We are interested in predicting failures of cyber-physical systems during their operation. Particularly, we consider stochastic systems and signal temporal logic specifications, and we want to calculate the probability that the current system trajectory violates the specification. The paper presents two predictive runtime verification algorithms that predict future system states from the current observed system trajectory. As these predictions may not be accurate, we construct prediction regions that quantify prediction uncertainty by using conformal prediction, a statistical tool for uncertainty quantification. Our first algorithm directly constructs a prediction region for the satisfaction measure of the specification so that we can predict specification violations with a desired confidence. The second algorithm constructs prediction regions for future system states first, and uses these to obtain a prediction region for the satisfaction measure. To the best of our knowledge, these are the first formal guarantees for a predictive runtime verification algorithm that applies to widely used trajectory predictors such as RNNs and LSTMs, while being computationally simple and making no assumptions on the underlying distribution. We present numerical experiments of an F-16 aircraft and a self-driving car.

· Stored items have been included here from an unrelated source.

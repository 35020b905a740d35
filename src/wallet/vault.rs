// SPDX-License-Identifier: AGPL-3.0-or-later
//
// Copyright (C) 2026 Relational Network

//! Managed vault backend.
//!
//! A vault holds one BIP-39 seed encrypted under a password-derived key and
//! derives any number of accounts from it on demand:
//!
//! | Purpose | Path |
//! |---------|------|
//! | Signing key of account `i` | `{hdPath}/{i}` (default `m/44'/60'/0'/0`) |
//! | X25519 encryption key of account `i` | `m/0'/0'/2'/{i}'` |
//!
//! Container versions:
//!
//! - **v1** (legacy): PBKDF2-HMAC-SHA256 at 10 000 iterations, single account.
//! - **v2** (current): Argon2id with parameters stored in the container, HD
//!   path and account count.
//!
//! Unlocking a v1 container upgrades it in memory. The caller's container is
//! left untouched; [`Vault::to_container`] yields the upgraded form.

use std::collections::BTreeMap;

use alloy::primitives::{Address, B256};
use alloy::signers::local::PrivateKeySigner;
use serde::{Deserialize, Serialize};
use zeroize::{Zeroize, Zeroizing};

use super::container::{ContainerFormat, VaultVersion, WalletData};
use super::crypto::{self, b64, Argon2Params, EncryptedEnvelope, EncryptionKeypair};
use super::derived::{normalize_phrase, personal_sign, random_phrase, signer_at};
use super::signature::SignatureParts;
use crate::error::{Result, WalletError};

/// PBKDF2 iteration count of legacy v1 vaults.
pub const LEGACY_PBKDF2_ITERATIONS: u32 = 10_000;

/// Signing-key derivation prefix for new vaults.
pub const DEFAULT_HD_PATH: &str = "m/44'/60'/0'/0";

const ENCRYPTION_PATH: &str = "m/0'/0'/2'";
const SALT_LEN: usize = 16;

/// Highest non-hardened BIP-32 child index.
const MAX_ACCOUNT_INDEX: u32 = 0x7fff_ffff;

/// Argon2 memory cost ceiling accepted from a stored container (KiB).
const MAX_STORED_M_COST: u32 = 4 * 1024 * 1024;

/// Key-derivation costs for newly sealed vaults.
#[derive(Debug, Clone, Copy, Default, PartialEq, Eq)]
pub struct VaultParams {
    pub argon2: Argon2Params,
}

#[derive(Deserialize)]
#[serde(rename_all = "camelCase")]
struct LegacyVaultMeta {
    #[serde(with = "b64")]
    salt: Vec<u8>,
    #[serde(with = "b64")]
    nonce: Vec<u8>,
    #[serde(with = "b64")]
    enc_seed: Vec<u8>,
}

#[derive(Debug, Clone, Serialize, Deserialize)]
#[serde(rename_all = "camelCase")]
struct VaultMeta {
    kdf: KdfMeta,
    #[serde(with = "b64")]
    nonce: Vec<u8>,
    #[serde(with = "b64")]
    enc_seed: Vec<u8>,
    hd_path: String,
    account_count: u32,
}

#[derive(Debug, Clone, Serialize, Deserialize)]
struct KdfMeta {
    #[serde(flatten)]
    params: Argon2Params,
    #[serde(with = "b64")]
    salt: Vec<u8>,
}

/// One account derived from the vault seed.
pub struct VaultAccount {
    index: u32,
    signer: PrivateKeySigner,
    encryption: EncryptionKeypair,
}

impl VaultAccount {
    fn derive(phrase: &str, hd_path: &str, index: u32) -> Result<Self> {
        if index > MAX_ACCOUNT_INDEX {
            return Err(WalletError::InvalidInput(format!(
                "Account index {index} out of range"
            )));
        }
        let signer = signer_at(phrase, &format!("{hd_path}/{index}"))?;

        let mut secret = signer_at(phrase, &format!("{ENCRYPTION_PATH}/{index}'"))?
            .to_bytes()
            .0;
        let encryption = EncryptionKeypair::from_secret_bytes(secret);
        secret.zeroize();

        Ok(Self {
            index,
            signer,
            encryption,
        })
    }

    pub fn index(&self) -> u32 {
        self.index
    }

    pub fn address(&self) -> Address {
        self.signer.address()
    }

    /// Public X25519 key peers use to encrypt for this account.
    pub fn encryption_public_key(&self) -> String {
        self.encryption.public_key_hex()
    }
}

/// An unlocked vault.
pub struct Vault {
    phrase: Zeroizing<String>,
    meta: VaultMeta,
    accounts: BTreeMap<u32, VaultAccount>,
    active: u32,
}

impl Vault {
    /// Create a vault around a fresh seed. Blocking: runs Argon2id.
    pub fn create(password: &str, params: &VaultParams) -> Result<Self> {
        let phrase = random_phrase()?;
        Self::from_phrase(&phrase, password, params)
    }

    /// Seal an existing phrase into a new vault. Blocking: runs Argon2id.
    pub fn from_phrase(phrase: &str, password: &str, params: &VaultParams) -> Result<Self> {
        let phrase = normalize_phrase(phrase);
        let meta = seal_seed(&phrase, password, params, DEFAULT_HD_PATH, 1)?;
        Self::from_parts(phrase, meta)
    }

    /// Decrypt a vault container, upgrading legacy versions first.
    ///
    /// Blocking: runs the container's KDF. A wrong password, a corrupt
    /// payload and an address mismatch all fail with
    /// [`WalletError::Integrity`].
    pub fn unlock(data: &WalletData, password: &str, params: &VaultParams) -> Result<Self> {
        let version = match data.format()? {
            ContainerFormat::Vault(version) => version,
            other => {
                return Err(WalletError::Format(format!(
                    "expected a vault container, got {:?}",
                    other.kind()
                )))
            }
        };

        let (meta, phrase) = match version {
            VaultVersion::V1 => {
                tracing::info!(address = %data.address, "Upgrading legacy vault container");
                upgrade_v1(data, password, params)?
            }
            VaultVersion::V2 => {
                let meta: VaultMeta = data.meta()?;
                let phrase = open_seed(&meta, password)?;
                (meta, phrase)
            }
        };

        let vault = Self::from_parts(phrase, meta)?;
        data.ensure_address(vault.primary_address()?)?;
        Ok(vault)
    }

    /// Only account 0 is derived here; `accountCount` is bookkeeping for
    /// callers and other accounts are derived when first requested.
    fn from_parts(phrase: Zeroizing<String>, meta: VaultMeta) -> Result<Self> {
        if meta.account_count > MAX_ACCOUNT_INDEX.saturating_add(1) {
            return Err(WalletError::Integrity(format!(
                "vault records {} accounts",
                meta.account_count
            )));
        }

        let mut vault = Self {
            phrase,
            meta,
            accounts: BTreeMap::new(),
            active: 0,
        };
        vault.derive_account(0)?;
        Ok(vault)
    }

    /// Serialize as a current-version container.
    pub fn to_container(&self) -> Result<WalletData> {
        WalletData::new(
            ContainerFormat::Vault(VaultVersion::CURRENT),
            self.primary_address()?,
            &self.meta,
        )
    }

    /// Derive account `index` if it is not derived yet and return its address.
    ///
    /// Derivation is deterministic and independent of the order in which
    /// indices are requested.
    pub fn derive_account(&mut self, index: u32) -> Result<Address> {
        if let Some(account) = self.accounts.get(&index) {
            return Ok(account.address());
        }
        let account = VaultAccount::derive(&self.phrase, &self.meta.hd_path, index)?;
        let address = account.address();
        self.accounts.insert(index, account);
        self.meta.account_count = self.meta.account_count.max(index + 1);
        tracing::debug!(index, %address, "Derived vault account");
        Ok(address)
    }

    /// Make account `index` the one that signs, deriving it if needed.
    pub fn select_account(&mut self, index: u32) -> Result<Address> {
        let address = self.derive_account(index)?;
        self.active = index;
        Ok(address)
    }

    /// The currently active account.
    pub fn active_account(&self) -> Result<&VaultAccount> {
        self.account(self.active)
    }

    fn account(&self, index: u32) -> Result<&VaultAccount> {
        self.accounts
            .get(&index)
            .ok_or_else(|| WalletError::Integrity(format!("vault account {index} not derived")))
    }

    /// Address of account 0, recorded in the container.
    pub fn primary_address(&self) -> Result<Address> {
        Ok(self.account(0)?.address())
    }

    pub fn account_count(&self) -> u32 {
        self.meta.account_count
    }

    pub fn address(&self) -> Result<Address> {
        Ok(self.active_account()?.address())
    }

    pub(crate) fn signer(&self) -> Result<&PrivateKeySigner> {
        Ok(&self.active_account()?.signer)
    }

    pub fn mnemonic(&self) -> &str {
        &self.phrase
    }

    pub fn private_key_hex(&self) -> Result<Zeroizing<String>> {
        Ok(Zeroizing::new(alloy::hex::encode_prefixed(
            self.signer()?.to_bytes(),
        )))
    }

    pub fn encryption_public_key(&self) -> Result<String> {
        Ok(self.active_account()?.encryption_public_key())
    }

    pub fn sign_hash(&self, digest: &B256) -> Result<SignatureParts> {
        personal_sign(self.signer()?, digest.as_slice())
    }

    pub fn sign_message(&self, message: &[u8]) -> Result<SignatureParts> {
        personal_sign(self.signer()?, message)
    }

    /// Encrypt `message` for the vault holder owning `recipient_public_key`.
    pub fn encrypt(&self, message: &[u8], recipient_public_key: &str) -> Result<EncryptedEnvelope> {
        self.active_account()?
            .encryption
            .encrypt_for(message, recipient_public_key)
    }

    /// Decrypt an envelope sent by the owner of `sender_public_key`.
    pub fn decrypt(&self, envelope: &EncryptedEnvelope, sender_public_key: &str) -> Result<Vec<u8>> {
        self.active_account()?
            .encryption
            .decrypt_from(envelope, sender_public_key)
    }
}

impl std::fmt::Debug for Vault {
    fn fmt(&self, f: &mut std::fmt::Formatter<'_>) -> std::fmt::Result {
        f.debug_struct("Vault")
            .field("hd_path", &self.meta.hd_path)
            .field("account_count", &self.meta.account_count)
            .field("active", &self.active)
            .finish_non_exhaustive()
    }
}

fn seal_seed(
    phrase: &str,
    password: &str,
    params: &VaultParams,
    hd_path: &str,
    account_count: u32,
) -> Result<VaultMeta> {
    let password = crypto::normalize_password(password);
    let salt = crypto::random_bytes::<SALT_LEN>()?;
    let key = crypto::argon2id(password.as_bytes(), &salt, &params.argon2)?;
    let (nonce, enc_seed) = crypto::seal(&key, phrase.as_bytes())?;

    Ok(VaultMeta {
        kdf: KdfMeta {
            params: params.argon2,
            salt: salt.to_vec(),
        },
        nonce: nonce.to_vec(),
        enc_seed,
        hd_path: hd_path.to_string(),
        account_count,
    })
}

fn open_seed(meta: &VaultMeta, password: &str) -> Result<Zeroizing<String>> {
    if meta.kdf.params.m_cost > MAX_STORED_M_COST {
        return Err(WalletError::Integrity(format!(
            "vault memory cost {} KiB exceeds limit",
            meta.kdf.params.m_cost
        )));
    }
    let password = crypto::normalize_password(password);
    let key = crypto::argon2id(password.as_bytes(), &meta.kdf.salt, &meta.kdf.params)
        .map_err(|e| match e {
            WalletError::InvalidInput(msg) => WalletError::Integrity(msg),
            other => other,
        })?;
    phrase_from_plaintext(crypto::open(&key, &meta.nonce, &meta.enc_seed)?)
}

/// v1 → v2: decrypt with the legacy KDF and re-seal the same seed under
/// Argon2id with a fresh salt and nonce.
fn upgrade_v1(
    data: &WalletData,
    password: &str,
    params: &VaultParams,
) -> Result<(VaultMeta, Zeroizing<String>)> {
    let legacy: LegacyVaultMeta = data.meta()?;
    let normalized = crypto::normalize_password(password);
    let key = crypto::pbkdf2_sha256(normalized.as_bytes(), &legacy.salt, LEGACY_PBKDF2_ITERATIONS)?;
    let phrase = phrase_from_plaintext(crypto::open(&key, &legacy.nonce, &legacy.enc_seed)?)?;

    let meta = seal_seed(&phrase, password, params, DEFAULT_HD_PATH, 1)?;
    Ok((meta, phrase))
}

fn phrase_from_plaintext(plaintext: Zeroizing<Vec<u8>>) -> Result<Zeroizing<String>> {
    let phrase = std::str::from_utf8(&plaintext)
        .map_err(|_| WalletError::Integrity("vault seed is not valid UTF-8".to_string()))?;
    Ok(Zeroizing::new(phrase.to_string()))
}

翻译：我们有兴趣预测网络物理系统运行过程中的故障。 特别是, 我们考虑随机系统和信号时间逻辑规格, 我们想要计算当前系统轨迹违反规格的概率。 本文介绍了预测未来系统运行时间的两种预测运行时间核查算法, 该算法根据当前观测的系统轨迹来预测未来系统。 由于这些预测可能不准确, 我们构建了预测区域, 通过使用符合的预测来量化预测不确定性, 这是一种用于不确定性量化的统计工具。 我们的第一个算法直接构建了一个对规格的满意度的预测区域, 以便我们能够以期望的信心预测违反规格的情况。 第二个算法为未来系统构建了预测区域, 首先列出, 并使用这些算法来获取对满意度的预测区域。 据我们所知, 这些是预测运行时间核查算法的第一个正式保障, 适用于广泛使用的轨迹预测器, 如 RNNS 和 LSTMs,, 同时进行简单的计算, 对基本分布不作任何假设。 我们对F-16型飞机和自驾驶车进行数字实验。